Sunday, June 7, 2015

Scaling Agile: Hone Your Anticipatory Skills

 
Working on large-scale Agile projects has made me feel as if I am challenged to solve a 10,000-piece three dimensional jigsaw puzzle!  When I think deep, the challenge is more than that.  You have some clarity and a great level of ambiguity on what you need to accomplish and you don’t know the number of pieces. As you move on some pieces are ready, and visible. Some are not visible, but you feel that you are in a dark room and you can touch and feel and create a visual piece to some extent. Other pieces evolve as you move forward.  There are multiple people involved in putting all these pieces together. Some of them are providing oversight, some are giving ideas, some other are reviewing and commenting, and the puzzle is in the process of getting solved.  This analogy stretches based on your experience. And you may say, ‘It is a lot more than that and as complex as working on multiple such puzzles and putting them together.’   Am sure, you have been through software projects like these. You need to hone anticipatory skills to sail through such projects.  Without anticipatory skills, your contribution will not be significant enough.
 
Do you know? Anticipatory expertise has been observed in a number of athletes such as Baseball players, Tennis players and so on. For more information on this, read Dan Peterson’s article 'The Anticipatory Skills of Athletes'.

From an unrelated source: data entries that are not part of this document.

//! Catalog normalization: raw feed rows in, a dense stably-indexed
//! catalog of canonical records out.
//!
//! Normalization never fails on bad data. Rows that cannot be
//! deserialized, rows in a non-canonical language, rows with no
//! displayable image, and (under the default policy) basic lands are
//! dropped, counted, and logged once.

use std::collections::HashMap;

use rand::Rng;
use serde_json::Value;
use thiserror::Error;
use tracing::{debug, info};

use crate::card::{Card, Format, Legality, RawCard, TypeBucket};
use crate::color::ColorSet;
use crate::ids::CardId;

/// Minimum query length for name search; shorter queries return nothing.
pub const MIN_SEARCH_LEN: usize = 3;

/// Errors raised while reading a card feed.
#[derive(Debug, Error)]
pub enum CatalogError {
    /// The feed document itself is not a JSON array.
    #[error("card feed is not a JSON array: {0}")]
    InvalidFeed(#[from] serde_json::Error),
}

/// Which rows the normalizer drops beyond the fixed rules.
#[derive(Debug, Clone)]
pub struct NormalizerPolicy {
    /// Language tag a row must carry to survive.
    pub canonical_lang: String,
    /// Drop basic lands at normalization time. On by default; catalogs
    /// normalized with this off can still fence lands off with the
    /// basic-land category filter.
    pub drop_basic_lands: bool,
}

impl Default for NormalizerPolicy {
    fn default() -> Self {
        Self {
            canonical_lang: "en".to_string(),
            drop_basic_lands: true,
        }
    }
}

/// A parsed feed: well-formed rows plus the count of rows that failed
/// to deserialize.
#[derive(Debug, Default)]
pub struct ParsedFeed {
    pub rows: Vec<RawCard>,
    pub malformed: usize,
}

/// Parse a feed document into rows, dropping malformed rows one by one
/// instead of failing the whole document.
pub fn parse_feed(json: &str) -> Result<ParsedFeed, CatalogError> {
    let values: Vec<Value> = serde_json::from_str(json)?;
    let mut feed = ParsedFeed {
        rows: Vec::with_capacity(values.len()),
        malformed: 0,
    };
    for value in values {
        match serde_json::from_value::<RawCard>(value) {
            Ok(row) => feed.rows.push(row),
            Err(err) => {
                feed.malformed += 1;
                debug!(%err, "dropping malformed feed row");
            }
        }
    }
    Ok(feed)
}

/// Dense, stably-indexed list of canonical records.
///
/// Built once at startup; records and positions never change afterwards.
#[derive(Debug, Default)]
pub struct Catalog {
    cards: Vec<Card>,
    by_id: HashMap<CardId, usize>,
    dropped: usize,
}

impl Catalog {
    /// Normalize a feed into a catalog. Surviving records are assigned
    /// 0-based positions in feed order.
    pub fn from_feed(rows: Vec<RawCard>, policy: &NormalizerPolicy) -> Self {
        let mut cards = Vec::with_capacity(rows.len());
        let mut by_id = HashMap::with_capacity(rows.len());
        let mut dropped = 0usize;
        let mut unknown_formats = 0usize;

        for raw in rows {
            if raw.lang != policy.canonical_lang || !raw.has_image() {
                dropped += 1;
                continue;
            }
            if policy.drop_basic_lands && raw.type_line.contains("Basic Land") {
                dropped += 1;
                continue;
            }
            if by_id.contains_key(&raw.id) {
                dropped += 1;
                continue;
            }

            let mut legalities = HashMap::new();
            for (key, value) in &raw.legalities {
                match Format::from_feed_key(key) {
                    Some(format) => {
                        legalities.insert(format, Legality::from_feed_value(value));
                    }
                    None => unknown_formats += 1,
                }
            }

            let card = Card {
                id: raw.id,
                name: raw.name.clone(),
                colors: raw
                    .colors
                    .as_deref()
                    .map(|colors| colors.iter().copied().collect())
                    .unwrap_or(ColorSet::COLORLESS),
                bucket: TypeBucket::from_type_line(&raw.type_line),
                type_line: raw.type_line.clone(),
                legalities,
                rarity: raw.rarity,
                artist: raw.artist.clone(),
                set_code: raw.set_code.clone(),
                mana_value: raw.cmc.max(0.0) as u32,
                layout: raw.layout.clone(),
                oracle_text: raw.full_oracle_text(),
                promo: raw.promo,
                digital: raw.digital,
            };

            by_id.insert(card.id, cards.len());
            cards.push(card);
        }

        info!(
            kept = cards.len(),
            dropped, unknown_formats, "normalized card catalog"
        );
        Self {
            cards,
            by_id,
            dropped,
        }
    }

    pub fn len(&self) -> usize {
        self.cards.len()
    }

    pub fn is_empty(&self) -> bool {
        self.cards.is_empty()
    }

    /// Records dropped during normalization.
    pub fn dropped_count(&self) -> usize {
        self.dropped
    }

    /// All records in position order.
    pub fn cards(&self) -> &[Card] {
        &self.cards
    }

    pub fn contains(&self, id: CardId) -> bool {
        self.by_id.contains_key(&id)
    }

    /// O(1) lookup by identifier.
    pub fn get(&self, id: CardId) -> Option<&Card> {
        self.by_id.get(&id).map(|&pos| &self.cards[pos])
    }

    /// Dense position of a record, if it is in the catalog.
    pub fn position(&self, id: CardId) -> Option<usize> {
        self.by_id.get(&id).copied()
    }

    /// Uniform random draw over the whole catalog.
    pub fn random_card<R: Rng + ?Sized>(&self, rng: &mut R) -> Option<CardId> {
        if self.cards.is_empty() {
            return None;
        }
        Some(self.cards[rng.random_range(0..self.cards.len())].id)
    }

    /// Case-insensitive name search, ranked by how early the query
    /// appears in the name and paginated into `page_size` chunks.
    /// Queries shorter than [`MIN_SEARCH_LEN`] return no results.
    pub fn search(&self, query: &str, page_size: usize) -> Vec<Vec<&Card>> {
        let query = query.to_lowercase();
        if query.len() < MIN_SEARCH_LEN {
            return Vec::new();
        }
        let mut matches: Vec<(usize, &Card)> = self
            .cards
            .iter()
            .filter_map(|card| {
                card.name
                    .to_lowercase()
                    .find(&query)
                    .map(|at| (at, card))
            })
            .collect();
        matches.sort_by(|a, b| a.0.cmp(&b.0).then_with(|| a.1.name.cmp(&b.1.name)));

        let ranked: Vec<&Card> = matches.into_iter().map(|(_, card)| card).collect();
        ranked
            .chunks(page_size.max(1))
            .map(<[&Card]>::to_vec)
            .collect()
    }

    /// Resolve a set of voted identifiers to records sorted by name,
    /// skipping ids unknown to the current catalog.
    pub fn cards_by_id<I>(&self, ids: I) -> Vec<&Card>
    where
        I: IntoIterator<Item = CardId>,
    {
        let mut found: Vec<&Card> = ids.into_iter().filter_map(|id| self.get(id)).collect();
        found.sort_by(|a, b| a.name.cmp(&b.name));
        found
    }
}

  1. What can we do with our anticipatory skills in large-scale Agile projects. First, we can think through and ask anticipatory questions.  Next, we can come up with potential action plan to handle what we anticipate. Here are some examples.
  2. What is going to be the maturity of user story grooming for the upcoming Sprint based on past experience? How can it impact the schedule and quality of deliverables? What do we need to do about it?
  3. What can be the impact of an upcoming architecture or design change on code quality and unit test coverage? What are our current measures and what can they be in future? How can we manage stakeholders?
  4. What are the right sets of test cases for an upcoming Sprint? How can we optimize testing efforts and improve quality?
  5. What are going to be the risks that we need to handle as we move forward? What is going to be the impact?
  6. How is the current pace of work impacting team morale? What do we need to do about this?
  7. What are going to be the structural changes in teams over the next two iterations? What do we need to do now to prepare for those changes?
  8. How are we planning to integrate the software we produce with related projects or products? How are those projects or products performing in terms of schedule, quality and stability? What are the dependencies? How can that impact the schedule and quality of our project?
  9. What are some of the leadership changes we foresee in future? How do we need to manage it effectively?
  10. Based on the success rate of our build and release plans, how do we foresee success in the upcoming release? What are the corrective measures we need to put in place now?
Anticipatory skills are essential for Scrum Masters, Project Managers and the likes.  Anticipatory skills are required in all kinds of projects? When it comes to large-scale distributed Agile projects, anticipatory skills can make you play the right cards at the right time.  How well are you honing your anticipatory skills? Are they paying off?